[Information provided — start]

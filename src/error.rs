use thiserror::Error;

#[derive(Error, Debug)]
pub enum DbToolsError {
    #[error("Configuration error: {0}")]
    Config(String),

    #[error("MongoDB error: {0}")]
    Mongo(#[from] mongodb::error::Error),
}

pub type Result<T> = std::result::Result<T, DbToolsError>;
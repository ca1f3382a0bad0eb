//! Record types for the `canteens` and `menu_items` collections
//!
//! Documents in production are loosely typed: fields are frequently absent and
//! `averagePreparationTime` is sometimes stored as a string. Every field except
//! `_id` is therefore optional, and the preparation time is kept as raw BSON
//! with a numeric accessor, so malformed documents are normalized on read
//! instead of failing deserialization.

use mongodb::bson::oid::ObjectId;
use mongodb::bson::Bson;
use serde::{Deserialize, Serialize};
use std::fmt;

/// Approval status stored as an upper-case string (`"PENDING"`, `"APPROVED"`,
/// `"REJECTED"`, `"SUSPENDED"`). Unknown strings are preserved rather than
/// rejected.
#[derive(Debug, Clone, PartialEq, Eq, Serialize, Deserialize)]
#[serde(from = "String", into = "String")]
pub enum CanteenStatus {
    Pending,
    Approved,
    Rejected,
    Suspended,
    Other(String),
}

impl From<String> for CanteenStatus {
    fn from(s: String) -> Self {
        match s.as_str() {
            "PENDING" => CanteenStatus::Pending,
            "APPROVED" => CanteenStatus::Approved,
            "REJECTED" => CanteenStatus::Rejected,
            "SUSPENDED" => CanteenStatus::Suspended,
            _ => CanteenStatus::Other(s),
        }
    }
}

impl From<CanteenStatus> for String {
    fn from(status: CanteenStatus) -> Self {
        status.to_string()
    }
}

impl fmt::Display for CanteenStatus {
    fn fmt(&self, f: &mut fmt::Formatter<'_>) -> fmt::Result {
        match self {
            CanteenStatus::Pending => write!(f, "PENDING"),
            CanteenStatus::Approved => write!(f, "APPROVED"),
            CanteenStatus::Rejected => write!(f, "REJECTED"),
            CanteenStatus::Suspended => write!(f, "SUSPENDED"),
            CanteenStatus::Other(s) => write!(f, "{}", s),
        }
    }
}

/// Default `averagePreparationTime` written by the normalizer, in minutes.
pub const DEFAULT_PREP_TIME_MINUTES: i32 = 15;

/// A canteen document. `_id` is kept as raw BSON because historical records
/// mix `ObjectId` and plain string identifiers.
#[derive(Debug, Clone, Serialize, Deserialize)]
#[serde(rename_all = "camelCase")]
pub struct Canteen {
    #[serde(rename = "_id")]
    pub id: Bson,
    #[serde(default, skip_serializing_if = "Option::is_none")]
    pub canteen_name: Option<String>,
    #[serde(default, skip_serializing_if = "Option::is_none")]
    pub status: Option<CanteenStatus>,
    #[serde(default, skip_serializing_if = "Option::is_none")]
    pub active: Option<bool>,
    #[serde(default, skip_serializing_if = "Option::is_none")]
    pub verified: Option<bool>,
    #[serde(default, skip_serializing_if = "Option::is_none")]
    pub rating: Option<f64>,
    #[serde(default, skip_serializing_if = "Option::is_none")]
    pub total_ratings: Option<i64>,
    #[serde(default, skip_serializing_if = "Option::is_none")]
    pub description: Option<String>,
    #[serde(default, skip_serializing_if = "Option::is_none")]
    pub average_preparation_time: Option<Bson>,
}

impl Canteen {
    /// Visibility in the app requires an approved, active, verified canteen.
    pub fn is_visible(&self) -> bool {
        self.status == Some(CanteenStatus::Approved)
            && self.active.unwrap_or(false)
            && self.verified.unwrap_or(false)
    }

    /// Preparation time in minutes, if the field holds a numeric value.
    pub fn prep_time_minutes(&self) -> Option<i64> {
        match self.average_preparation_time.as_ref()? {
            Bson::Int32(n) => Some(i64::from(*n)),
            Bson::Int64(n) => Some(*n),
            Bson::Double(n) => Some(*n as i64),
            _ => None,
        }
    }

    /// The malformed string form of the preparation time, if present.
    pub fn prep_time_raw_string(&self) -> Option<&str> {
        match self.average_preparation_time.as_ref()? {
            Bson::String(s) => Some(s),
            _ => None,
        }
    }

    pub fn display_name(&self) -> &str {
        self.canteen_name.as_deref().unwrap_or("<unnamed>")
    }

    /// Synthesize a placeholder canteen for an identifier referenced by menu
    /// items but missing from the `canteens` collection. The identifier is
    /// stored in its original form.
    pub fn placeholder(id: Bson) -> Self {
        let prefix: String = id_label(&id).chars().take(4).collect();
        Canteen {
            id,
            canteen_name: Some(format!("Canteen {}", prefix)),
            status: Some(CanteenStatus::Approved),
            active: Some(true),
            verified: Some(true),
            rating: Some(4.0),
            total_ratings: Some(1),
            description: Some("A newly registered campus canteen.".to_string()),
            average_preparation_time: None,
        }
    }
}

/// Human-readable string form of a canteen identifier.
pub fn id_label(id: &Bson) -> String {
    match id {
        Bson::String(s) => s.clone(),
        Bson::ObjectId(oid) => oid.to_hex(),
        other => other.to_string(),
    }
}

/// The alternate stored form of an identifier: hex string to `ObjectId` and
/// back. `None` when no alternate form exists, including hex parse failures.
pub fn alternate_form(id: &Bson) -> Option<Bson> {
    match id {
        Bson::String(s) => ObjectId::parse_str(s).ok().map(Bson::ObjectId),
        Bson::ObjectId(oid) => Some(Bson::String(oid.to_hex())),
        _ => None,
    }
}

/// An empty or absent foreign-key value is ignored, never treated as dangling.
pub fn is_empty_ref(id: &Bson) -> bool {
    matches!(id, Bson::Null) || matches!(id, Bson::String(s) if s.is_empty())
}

[Information provided — finish]

** Prompt **
Read the listing line by line, and copy each line in which the word "bool" is found.

** Solved problem **
    pub active: Option<bool>,
    pub verified: Option<bool>,
    pub fn is_visible(&self) -> bool {
pub fn is_empty_ref(id: &Bson) -> bool {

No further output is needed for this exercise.